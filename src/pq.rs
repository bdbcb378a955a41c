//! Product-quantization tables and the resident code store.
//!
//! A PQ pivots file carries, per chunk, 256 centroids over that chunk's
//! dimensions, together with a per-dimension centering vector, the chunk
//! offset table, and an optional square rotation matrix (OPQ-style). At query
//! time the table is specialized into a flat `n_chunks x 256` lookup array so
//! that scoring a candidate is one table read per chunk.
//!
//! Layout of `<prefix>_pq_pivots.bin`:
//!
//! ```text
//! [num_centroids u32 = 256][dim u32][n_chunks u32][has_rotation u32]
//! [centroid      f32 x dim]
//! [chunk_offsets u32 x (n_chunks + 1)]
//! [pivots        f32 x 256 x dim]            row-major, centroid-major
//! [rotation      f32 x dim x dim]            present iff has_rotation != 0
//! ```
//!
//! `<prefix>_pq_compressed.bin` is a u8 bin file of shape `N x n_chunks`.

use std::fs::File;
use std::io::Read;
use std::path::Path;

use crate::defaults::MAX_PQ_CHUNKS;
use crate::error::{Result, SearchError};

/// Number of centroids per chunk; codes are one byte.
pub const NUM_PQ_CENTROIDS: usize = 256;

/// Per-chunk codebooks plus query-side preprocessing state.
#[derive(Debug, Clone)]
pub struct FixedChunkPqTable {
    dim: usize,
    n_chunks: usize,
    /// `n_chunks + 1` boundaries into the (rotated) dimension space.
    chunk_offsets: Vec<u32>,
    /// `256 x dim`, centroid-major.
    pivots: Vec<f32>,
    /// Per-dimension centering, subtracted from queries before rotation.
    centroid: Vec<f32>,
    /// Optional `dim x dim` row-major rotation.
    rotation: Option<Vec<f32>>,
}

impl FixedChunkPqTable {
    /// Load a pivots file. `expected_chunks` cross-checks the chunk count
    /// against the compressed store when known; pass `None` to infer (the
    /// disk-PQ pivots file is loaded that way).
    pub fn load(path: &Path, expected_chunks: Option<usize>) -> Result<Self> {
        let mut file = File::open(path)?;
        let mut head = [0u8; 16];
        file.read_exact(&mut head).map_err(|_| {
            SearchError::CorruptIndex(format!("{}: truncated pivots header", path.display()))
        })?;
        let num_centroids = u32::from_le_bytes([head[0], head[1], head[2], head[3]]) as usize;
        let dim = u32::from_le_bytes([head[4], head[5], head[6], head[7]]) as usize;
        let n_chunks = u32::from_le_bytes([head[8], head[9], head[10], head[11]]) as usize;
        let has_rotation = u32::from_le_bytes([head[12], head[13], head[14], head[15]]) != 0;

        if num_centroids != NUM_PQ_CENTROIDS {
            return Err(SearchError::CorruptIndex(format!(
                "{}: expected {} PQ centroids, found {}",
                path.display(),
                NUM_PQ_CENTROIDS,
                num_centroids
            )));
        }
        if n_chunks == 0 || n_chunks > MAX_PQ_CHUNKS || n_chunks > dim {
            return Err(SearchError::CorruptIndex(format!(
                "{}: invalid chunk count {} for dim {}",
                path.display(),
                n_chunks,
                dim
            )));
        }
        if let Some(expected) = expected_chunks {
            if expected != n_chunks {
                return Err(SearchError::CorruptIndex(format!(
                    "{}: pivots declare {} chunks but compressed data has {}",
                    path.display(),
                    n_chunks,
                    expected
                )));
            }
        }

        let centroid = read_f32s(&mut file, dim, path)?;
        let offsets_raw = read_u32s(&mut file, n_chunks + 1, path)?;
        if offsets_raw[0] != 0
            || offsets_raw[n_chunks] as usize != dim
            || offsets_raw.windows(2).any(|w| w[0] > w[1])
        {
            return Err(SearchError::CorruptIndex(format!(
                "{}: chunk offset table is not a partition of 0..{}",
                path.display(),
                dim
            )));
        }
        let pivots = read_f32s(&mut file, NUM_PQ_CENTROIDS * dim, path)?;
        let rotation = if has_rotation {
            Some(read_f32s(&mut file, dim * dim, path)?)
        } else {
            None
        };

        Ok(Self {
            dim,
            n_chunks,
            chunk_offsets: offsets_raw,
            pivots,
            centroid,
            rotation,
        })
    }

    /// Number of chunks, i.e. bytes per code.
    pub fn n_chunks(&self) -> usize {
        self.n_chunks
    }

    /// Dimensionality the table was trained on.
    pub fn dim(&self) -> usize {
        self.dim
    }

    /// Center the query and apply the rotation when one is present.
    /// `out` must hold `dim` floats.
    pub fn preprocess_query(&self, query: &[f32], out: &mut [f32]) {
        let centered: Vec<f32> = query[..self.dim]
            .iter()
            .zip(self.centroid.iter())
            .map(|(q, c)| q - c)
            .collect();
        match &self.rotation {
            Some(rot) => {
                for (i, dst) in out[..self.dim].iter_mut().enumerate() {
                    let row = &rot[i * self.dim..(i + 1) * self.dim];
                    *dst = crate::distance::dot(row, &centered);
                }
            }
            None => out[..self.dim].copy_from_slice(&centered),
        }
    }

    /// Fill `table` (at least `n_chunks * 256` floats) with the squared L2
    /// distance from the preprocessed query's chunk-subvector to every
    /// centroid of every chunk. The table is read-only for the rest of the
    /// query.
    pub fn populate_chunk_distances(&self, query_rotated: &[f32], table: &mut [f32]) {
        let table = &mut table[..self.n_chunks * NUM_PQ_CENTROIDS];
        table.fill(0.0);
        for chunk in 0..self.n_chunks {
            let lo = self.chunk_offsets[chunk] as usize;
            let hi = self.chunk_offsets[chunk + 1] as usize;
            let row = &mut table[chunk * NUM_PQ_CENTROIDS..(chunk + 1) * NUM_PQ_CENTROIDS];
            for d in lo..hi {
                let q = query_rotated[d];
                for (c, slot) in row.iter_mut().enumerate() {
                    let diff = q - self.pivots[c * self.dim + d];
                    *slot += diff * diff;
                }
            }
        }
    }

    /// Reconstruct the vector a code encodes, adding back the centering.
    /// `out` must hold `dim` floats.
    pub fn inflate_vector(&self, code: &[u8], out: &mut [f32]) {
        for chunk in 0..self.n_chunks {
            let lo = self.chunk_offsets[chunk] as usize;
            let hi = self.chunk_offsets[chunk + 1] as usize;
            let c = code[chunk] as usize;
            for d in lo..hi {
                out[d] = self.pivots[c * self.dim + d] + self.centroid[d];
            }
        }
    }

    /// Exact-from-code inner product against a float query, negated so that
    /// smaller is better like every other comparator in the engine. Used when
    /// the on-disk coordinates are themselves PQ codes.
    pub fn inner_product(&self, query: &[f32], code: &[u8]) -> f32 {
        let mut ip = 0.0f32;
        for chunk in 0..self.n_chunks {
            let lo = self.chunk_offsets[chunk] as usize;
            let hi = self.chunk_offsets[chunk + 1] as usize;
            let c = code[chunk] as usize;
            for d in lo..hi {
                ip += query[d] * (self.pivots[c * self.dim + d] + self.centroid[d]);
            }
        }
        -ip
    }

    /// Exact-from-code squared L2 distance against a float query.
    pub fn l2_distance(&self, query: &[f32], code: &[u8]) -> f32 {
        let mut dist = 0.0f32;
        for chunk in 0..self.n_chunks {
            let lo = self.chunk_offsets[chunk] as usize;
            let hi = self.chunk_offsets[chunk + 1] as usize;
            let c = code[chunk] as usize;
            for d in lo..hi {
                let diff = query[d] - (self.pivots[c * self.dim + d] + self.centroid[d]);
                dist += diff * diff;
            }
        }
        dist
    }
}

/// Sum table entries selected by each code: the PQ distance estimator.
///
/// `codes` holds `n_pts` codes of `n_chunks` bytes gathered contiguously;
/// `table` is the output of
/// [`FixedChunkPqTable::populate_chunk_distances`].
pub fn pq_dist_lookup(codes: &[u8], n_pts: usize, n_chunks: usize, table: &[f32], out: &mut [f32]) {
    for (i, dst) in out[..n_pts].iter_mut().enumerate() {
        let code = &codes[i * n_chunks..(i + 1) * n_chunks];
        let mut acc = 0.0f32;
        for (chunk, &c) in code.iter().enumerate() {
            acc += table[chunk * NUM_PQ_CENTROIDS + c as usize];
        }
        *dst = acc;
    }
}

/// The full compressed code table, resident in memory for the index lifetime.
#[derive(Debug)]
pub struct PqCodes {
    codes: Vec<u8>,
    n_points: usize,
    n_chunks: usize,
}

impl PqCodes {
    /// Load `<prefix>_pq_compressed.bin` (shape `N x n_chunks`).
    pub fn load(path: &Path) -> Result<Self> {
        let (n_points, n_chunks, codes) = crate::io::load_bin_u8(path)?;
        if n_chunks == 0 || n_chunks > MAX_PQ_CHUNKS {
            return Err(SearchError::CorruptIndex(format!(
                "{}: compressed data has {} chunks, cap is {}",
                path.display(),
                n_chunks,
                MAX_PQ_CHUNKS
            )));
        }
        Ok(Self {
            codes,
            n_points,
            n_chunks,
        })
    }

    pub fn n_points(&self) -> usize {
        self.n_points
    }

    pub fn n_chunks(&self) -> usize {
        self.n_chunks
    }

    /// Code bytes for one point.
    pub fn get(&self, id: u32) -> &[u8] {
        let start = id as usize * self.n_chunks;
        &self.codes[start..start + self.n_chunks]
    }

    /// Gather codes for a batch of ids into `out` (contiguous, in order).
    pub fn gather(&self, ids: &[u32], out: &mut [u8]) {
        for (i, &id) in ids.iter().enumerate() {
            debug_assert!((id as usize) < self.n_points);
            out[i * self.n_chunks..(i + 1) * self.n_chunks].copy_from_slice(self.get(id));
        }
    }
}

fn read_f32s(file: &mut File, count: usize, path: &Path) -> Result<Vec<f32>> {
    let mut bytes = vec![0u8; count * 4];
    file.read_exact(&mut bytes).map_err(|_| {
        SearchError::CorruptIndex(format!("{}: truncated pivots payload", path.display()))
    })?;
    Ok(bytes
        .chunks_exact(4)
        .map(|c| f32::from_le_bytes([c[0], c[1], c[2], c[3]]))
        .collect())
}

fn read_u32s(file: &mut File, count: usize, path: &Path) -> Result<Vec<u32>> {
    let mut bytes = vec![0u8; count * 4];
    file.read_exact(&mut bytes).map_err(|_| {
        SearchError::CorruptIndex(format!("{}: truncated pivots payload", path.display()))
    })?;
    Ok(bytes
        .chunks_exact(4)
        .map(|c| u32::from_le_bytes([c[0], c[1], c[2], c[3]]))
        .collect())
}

* * *

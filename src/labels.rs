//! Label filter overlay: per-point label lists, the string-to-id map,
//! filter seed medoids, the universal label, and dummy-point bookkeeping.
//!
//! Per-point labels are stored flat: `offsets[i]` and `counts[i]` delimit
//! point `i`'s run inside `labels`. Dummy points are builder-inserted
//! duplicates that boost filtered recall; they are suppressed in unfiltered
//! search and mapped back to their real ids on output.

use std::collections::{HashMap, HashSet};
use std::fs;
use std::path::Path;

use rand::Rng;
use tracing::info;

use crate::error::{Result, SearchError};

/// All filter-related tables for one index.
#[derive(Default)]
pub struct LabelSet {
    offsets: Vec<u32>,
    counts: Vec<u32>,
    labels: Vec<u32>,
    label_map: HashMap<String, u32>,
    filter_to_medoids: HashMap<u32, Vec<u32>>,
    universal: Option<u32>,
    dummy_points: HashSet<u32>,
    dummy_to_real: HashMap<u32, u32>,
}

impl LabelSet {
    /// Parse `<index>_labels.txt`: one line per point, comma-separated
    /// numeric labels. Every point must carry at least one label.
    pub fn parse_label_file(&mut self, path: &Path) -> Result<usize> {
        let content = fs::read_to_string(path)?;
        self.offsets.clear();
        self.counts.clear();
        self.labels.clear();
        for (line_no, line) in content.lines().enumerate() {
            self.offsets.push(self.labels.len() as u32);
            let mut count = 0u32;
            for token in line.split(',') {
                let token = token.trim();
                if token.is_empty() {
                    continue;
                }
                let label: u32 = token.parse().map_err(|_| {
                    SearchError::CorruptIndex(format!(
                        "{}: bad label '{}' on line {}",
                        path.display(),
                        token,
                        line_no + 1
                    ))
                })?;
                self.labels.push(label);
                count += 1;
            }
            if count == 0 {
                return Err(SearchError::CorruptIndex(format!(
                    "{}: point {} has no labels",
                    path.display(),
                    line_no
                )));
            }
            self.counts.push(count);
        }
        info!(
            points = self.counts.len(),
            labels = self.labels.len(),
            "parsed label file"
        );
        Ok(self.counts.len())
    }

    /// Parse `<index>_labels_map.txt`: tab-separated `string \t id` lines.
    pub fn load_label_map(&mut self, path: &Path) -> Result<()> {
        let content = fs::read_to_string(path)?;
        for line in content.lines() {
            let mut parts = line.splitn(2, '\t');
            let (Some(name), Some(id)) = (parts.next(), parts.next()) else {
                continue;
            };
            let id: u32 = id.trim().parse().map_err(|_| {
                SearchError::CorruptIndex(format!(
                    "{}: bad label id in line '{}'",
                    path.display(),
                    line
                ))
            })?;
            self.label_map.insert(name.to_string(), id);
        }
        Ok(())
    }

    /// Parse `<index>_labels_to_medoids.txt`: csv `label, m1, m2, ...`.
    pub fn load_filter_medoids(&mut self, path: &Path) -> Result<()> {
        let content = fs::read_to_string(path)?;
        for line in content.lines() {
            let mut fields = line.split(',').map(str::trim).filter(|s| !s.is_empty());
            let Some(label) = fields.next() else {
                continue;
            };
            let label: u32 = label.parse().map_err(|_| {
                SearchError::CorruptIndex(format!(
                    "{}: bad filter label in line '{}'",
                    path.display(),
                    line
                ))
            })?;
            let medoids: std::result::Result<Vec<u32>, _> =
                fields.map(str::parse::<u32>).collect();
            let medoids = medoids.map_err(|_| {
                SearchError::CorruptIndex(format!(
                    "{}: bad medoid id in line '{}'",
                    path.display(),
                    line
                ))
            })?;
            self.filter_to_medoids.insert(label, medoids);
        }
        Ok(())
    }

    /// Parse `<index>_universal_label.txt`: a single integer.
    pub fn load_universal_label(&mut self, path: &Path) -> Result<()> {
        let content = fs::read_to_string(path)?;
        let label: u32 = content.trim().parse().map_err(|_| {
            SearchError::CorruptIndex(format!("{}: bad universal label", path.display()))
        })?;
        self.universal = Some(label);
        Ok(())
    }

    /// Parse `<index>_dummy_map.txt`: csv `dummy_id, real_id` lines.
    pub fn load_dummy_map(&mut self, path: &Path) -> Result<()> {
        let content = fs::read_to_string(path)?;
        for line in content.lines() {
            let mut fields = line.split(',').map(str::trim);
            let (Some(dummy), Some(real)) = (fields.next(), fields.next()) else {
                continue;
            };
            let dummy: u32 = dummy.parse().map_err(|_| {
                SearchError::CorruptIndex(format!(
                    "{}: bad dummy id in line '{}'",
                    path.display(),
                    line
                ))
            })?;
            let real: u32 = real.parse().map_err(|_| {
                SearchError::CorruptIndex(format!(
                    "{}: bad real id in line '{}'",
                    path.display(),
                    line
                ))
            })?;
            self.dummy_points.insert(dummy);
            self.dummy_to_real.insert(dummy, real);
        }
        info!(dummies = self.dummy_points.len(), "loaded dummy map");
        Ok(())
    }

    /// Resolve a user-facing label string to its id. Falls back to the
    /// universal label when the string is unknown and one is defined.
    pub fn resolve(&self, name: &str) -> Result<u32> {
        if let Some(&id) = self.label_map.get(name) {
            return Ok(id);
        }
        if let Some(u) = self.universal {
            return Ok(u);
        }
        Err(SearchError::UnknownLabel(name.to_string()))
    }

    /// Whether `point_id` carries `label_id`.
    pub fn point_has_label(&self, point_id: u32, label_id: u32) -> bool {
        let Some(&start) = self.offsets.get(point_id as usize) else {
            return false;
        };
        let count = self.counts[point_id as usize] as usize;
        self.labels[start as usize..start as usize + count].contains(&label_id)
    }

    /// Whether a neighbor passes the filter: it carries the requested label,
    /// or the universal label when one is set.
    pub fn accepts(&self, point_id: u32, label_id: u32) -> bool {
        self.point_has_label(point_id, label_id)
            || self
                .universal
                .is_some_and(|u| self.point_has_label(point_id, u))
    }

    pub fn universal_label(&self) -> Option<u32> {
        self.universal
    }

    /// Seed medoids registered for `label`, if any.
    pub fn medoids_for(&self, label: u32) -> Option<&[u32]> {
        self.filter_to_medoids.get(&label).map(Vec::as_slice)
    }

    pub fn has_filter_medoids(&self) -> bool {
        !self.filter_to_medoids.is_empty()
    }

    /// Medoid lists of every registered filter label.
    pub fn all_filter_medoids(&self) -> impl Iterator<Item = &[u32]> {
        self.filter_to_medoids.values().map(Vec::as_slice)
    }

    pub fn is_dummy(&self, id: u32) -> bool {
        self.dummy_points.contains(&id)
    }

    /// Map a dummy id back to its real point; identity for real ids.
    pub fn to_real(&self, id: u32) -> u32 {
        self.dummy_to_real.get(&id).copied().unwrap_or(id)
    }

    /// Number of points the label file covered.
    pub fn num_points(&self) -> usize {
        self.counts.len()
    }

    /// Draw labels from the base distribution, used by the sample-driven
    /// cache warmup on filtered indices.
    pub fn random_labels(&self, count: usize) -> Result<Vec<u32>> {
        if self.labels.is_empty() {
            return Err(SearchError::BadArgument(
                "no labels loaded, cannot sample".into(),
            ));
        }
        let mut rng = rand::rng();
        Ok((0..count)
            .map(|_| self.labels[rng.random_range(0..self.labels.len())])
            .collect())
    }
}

» **TASK STATEMENT**
Using the records above, gather all lines where the string "token" is present.

» **EXERCISE SOLUTION**
            for token in line.split(',') {
                let token = token.trim();
                if token.is_empty() {
                let label: u32 = token.parse().map_err(|_| {
                        token,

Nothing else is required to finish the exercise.